** Opening Excerpted records block **
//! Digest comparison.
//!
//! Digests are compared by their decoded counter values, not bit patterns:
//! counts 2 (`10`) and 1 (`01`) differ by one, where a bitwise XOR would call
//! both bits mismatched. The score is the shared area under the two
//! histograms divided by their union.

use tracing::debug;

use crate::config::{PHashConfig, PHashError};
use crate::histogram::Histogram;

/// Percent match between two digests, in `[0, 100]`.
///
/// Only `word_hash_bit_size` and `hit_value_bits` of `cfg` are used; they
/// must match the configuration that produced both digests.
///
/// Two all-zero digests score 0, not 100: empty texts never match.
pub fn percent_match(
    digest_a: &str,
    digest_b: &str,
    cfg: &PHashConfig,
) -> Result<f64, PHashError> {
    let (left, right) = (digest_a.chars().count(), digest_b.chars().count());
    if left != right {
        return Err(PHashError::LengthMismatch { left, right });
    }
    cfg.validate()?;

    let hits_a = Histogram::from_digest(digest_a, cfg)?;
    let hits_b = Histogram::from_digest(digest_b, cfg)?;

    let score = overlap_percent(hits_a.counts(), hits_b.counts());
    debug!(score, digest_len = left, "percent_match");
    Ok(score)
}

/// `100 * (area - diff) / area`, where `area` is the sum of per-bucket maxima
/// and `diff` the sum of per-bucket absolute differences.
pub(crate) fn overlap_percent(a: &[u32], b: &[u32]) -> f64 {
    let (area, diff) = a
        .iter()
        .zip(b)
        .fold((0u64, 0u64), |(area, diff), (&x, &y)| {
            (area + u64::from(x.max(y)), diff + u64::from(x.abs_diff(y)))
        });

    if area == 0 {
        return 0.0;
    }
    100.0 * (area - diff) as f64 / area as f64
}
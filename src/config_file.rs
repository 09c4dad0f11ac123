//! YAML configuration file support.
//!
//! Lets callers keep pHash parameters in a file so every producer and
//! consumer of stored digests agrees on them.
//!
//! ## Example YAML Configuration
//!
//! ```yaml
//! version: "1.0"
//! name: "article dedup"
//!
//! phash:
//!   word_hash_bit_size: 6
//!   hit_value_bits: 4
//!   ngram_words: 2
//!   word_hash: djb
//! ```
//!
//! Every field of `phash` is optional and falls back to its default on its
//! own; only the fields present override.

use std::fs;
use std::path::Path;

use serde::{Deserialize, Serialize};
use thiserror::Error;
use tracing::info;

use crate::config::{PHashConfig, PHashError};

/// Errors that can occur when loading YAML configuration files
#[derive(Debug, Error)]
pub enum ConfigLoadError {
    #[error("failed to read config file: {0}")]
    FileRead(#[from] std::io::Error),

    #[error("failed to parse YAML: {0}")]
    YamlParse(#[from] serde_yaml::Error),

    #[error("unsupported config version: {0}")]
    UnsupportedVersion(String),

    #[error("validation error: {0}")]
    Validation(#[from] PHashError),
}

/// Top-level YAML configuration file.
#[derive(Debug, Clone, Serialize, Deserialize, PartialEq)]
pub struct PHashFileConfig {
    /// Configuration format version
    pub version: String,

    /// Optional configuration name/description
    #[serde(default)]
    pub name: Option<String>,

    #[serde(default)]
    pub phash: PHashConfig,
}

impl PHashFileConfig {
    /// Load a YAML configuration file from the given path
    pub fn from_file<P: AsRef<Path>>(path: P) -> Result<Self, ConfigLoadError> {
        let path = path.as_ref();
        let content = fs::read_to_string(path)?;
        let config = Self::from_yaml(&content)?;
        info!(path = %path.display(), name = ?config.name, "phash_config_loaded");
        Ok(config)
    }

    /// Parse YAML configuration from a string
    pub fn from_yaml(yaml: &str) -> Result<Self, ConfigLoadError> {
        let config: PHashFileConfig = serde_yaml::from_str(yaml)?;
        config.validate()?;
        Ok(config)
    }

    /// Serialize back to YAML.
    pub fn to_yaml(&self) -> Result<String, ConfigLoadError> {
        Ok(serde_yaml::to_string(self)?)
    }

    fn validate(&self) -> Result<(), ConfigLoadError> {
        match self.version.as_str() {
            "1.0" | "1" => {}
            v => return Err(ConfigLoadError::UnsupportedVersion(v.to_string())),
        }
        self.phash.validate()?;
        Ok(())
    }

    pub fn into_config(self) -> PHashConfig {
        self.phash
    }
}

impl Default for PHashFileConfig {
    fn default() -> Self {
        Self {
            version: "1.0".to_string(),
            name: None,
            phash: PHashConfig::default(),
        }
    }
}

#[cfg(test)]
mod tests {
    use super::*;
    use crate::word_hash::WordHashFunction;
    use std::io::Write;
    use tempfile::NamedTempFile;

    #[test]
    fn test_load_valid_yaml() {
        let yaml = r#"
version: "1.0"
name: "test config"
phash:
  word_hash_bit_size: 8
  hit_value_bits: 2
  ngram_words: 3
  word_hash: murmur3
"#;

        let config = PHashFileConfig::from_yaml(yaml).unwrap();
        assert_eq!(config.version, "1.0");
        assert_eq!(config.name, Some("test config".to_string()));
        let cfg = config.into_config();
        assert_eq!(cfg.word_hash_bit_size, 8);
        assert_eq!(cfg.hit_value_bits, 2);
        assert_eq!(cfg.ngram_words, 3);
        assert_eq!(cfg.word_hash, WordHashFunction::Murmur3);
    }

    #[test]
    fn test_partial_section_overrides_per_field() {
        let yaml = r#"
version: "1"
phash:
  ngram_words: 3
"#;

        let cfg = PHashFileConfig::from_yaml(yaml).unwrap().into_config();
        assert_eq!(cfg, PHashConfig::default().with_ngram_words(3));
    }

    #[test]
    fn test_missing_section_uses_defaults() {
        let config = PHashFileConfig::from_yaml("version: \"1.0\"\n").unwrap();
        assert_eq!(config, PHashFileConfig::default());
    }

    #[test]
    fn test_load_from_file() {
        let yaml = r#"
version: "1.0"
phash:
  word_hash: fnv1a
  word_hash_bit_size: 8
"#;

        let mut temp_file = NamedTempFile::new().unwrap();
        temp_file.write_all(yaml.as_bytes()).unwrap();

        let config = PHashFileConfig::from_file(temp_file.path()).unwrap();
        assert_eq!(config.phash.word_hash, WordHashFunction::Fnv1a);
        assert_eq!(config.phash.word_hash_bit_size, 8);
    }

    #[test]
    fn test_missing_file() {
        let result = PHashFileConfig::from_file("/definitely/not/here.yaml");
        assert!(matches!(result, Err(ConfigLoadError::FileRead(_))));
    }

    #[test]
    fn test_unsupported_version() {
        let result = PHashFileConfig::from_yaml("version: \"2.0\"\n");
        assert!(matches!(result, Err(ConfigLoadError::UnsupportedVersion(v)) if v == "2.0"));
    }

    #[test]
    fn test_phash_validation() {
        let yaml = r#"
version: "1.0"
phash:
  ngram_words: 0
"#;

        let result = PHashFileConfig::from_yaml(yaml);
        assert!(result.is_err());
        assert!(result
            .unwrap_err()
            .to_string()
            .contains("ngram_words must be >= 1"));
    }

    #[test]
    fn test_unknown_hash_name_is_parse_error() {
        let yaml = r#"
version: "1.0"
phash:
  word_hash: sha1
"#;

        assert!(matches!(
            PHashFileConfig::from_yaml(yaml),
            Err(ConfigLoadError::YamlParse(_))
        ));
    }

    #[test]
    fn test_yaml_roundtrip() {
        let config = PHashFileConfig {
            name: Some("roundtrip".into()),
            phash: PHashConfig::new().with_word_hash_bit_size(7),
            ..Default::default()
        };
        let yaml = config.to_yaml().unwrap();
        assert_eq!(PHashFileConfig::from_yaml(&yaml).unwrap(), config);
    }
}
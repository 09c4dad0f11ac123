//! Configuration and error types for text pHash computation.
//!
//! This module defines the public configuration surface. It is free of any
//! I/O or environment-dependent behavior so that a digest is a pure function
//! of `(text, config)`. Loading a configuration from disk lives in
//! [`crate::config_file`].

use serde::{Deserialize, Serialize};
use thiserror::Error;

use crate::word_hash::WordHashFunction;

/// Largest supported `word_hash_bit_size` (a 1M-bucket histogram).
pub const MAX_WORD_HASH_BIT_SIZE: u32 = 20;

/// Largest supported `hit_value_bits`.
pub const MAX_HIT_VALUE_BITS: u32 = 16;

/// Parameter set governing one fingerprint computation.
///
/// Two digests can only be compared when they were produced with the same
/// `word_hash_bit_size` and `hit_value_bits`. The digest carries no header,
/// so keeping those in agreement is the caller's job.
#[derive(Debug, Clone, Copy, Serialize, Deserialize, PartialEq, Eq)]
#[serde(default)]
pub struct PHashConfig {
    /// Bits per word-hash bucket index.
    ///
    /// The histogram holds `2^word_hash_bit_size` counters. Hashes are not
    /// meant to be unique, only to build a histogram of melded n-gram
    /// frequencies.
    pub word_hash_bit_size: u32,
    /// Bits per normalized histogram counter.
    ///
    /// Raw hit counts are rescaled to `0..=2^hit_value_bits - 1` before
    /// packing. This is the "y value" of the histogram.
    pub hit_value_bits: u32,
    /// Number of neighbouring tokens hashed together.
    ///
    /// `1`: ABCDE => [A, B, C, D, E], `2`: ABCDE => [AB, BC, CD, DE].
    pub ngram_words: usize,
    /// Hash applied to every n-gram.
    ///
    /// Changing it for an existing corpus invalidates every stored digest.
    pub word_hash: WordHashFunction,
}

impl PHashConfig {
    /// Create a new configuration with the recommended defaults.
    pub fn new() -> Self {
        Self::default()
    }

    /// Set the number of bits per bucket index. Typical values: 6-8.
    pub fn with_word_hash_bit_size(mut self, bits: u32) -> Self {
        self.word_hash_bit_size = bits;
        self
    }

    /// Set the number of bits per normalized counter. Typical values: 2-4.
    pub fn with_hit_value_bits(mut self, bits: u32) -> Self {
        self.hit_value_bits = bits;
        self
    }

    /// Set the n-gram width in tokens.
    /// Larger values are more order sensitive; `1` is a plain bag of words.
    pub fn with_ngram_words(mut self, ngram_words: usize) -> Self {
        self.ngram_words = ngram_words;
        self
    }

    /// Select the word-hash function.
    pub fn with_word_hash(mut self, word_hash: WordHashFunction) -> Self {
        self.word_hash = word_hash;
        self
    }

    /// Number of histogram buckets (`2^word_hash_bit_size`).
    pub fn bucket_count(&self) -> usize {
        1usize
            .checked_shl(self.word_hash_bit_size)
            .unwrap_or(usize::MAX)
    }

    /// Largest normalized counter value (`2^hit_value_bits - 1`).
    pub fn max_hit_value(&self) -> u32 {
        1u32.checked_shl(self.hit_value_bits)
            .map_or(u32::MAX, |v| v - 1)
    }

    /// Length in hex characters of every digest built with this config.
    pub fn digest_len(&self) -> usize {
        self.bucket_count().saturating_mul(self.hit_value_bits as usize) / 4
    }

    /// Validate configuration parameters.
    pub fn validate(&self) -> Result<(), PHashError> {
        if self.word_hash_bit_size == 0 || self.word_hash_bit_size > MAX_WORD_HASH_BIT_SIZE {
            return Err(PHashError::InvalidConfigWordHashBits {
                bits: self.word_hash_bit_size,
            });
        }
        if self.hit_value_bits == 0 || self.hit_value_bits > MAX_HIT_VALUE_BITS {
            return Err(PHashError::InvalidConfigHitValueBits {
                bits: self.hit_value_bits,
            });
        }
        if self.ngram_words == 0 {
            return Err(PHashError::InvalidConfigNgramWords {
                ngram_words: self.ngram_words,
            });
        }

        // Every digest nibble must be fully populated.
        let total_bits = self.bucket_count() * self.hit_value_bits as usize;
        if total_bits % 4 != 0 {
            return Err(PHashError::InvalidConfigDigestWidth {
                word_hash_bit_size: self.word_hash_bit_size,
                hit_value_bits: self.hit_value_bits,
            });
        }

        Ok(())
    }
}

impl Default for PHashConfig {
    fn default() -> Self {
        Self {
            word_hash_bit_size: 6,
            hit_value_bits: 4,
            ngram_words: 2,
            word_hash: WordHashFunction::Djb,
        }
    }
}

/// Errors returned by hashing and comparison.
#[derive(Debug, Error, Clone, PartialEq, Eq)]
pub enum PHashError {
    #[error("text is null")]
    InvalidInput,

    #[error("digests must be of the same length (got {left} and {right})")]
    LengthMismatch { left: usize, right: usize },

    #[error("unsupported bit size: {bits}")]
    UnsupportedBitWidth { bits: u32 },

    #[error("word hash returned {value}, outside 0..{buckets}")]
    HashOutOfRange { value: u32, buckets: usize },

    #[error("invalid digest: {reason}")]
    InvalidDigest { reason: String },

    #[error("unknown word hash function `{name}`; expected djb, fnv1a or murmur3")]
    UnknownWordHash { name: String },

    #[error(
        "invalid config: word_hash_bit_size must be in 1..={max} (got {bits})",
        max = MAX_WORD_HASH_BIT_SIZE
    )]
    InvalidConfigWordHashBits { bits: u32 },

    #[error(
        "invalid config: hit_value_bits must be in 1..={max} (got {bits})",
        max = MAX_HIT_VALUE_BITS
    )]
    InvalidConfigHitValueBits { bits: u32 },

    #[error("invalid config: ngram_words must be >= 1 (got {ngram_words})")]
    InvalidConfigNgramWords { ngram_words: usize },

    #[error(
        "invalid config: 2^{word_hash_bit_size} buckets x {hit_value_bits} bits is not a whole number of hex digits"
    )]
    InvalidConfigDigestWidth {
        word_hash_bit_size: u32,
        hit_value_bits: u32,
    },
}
** Closing Excerpted records block **
▸ **The problem**
In the entries above, one line contains "one fingerprint computation." and another contains "Typical values: 6-8.". Reproduce exactly those two lines and the lines between them, nothing else.

▸ **Expected answer**
/// Parameter set governing one fingerprint computation.
///
/// Two digests can only be compared when they were produced with the same
/// `word_hash_bit_size` and `hit_value_bits`. The digest carries no header,
/// so keeping those in agreement is the caller's job.
#[derive(Debug, Clone, Copy, Serialize, Deserialize, PartialEq, Eq)]
#[serde(default)]
pub struct PHashConfig {
    /// Bits per word-hash bucket index.
    ///
    /// The histogram holds `2^word_hash_bit_size` counters. Hashes are not
    /// meant to be unique, only to build a histogram of melded n-gram
    /// frequencies.
    pub word_hash_bit_size: u32,
    /// Bits per normalized histogram counter.
    ///
    /// Raw hit counts are rescaled to `0..=2^hit_value_bits - 1` before
    /// packing. This is the "y value" of the histogram.
    pub hit_value_bits: u32,
    /// Number of neighbouring tokens hashed together.
    ///
    /// `1`: ABCDE => [A, B, C, D, E], `2`: ABCDE => [AB, BC, CD, DE].
    pub ngram_words: usize,
    /// Hash applied to every n-gram.
    ///
    /// Changing it for an existing corpus invalidates every stored digest.
    pub word_hash: WordHashFunction,
}

impl PHashConfig {
    /// Create a new configuration with the recommended defaults.
    pub fn new() -> Self {
        Self::default()
    }

    /// Set the number of bits per bucket index. Typical values: 6-8.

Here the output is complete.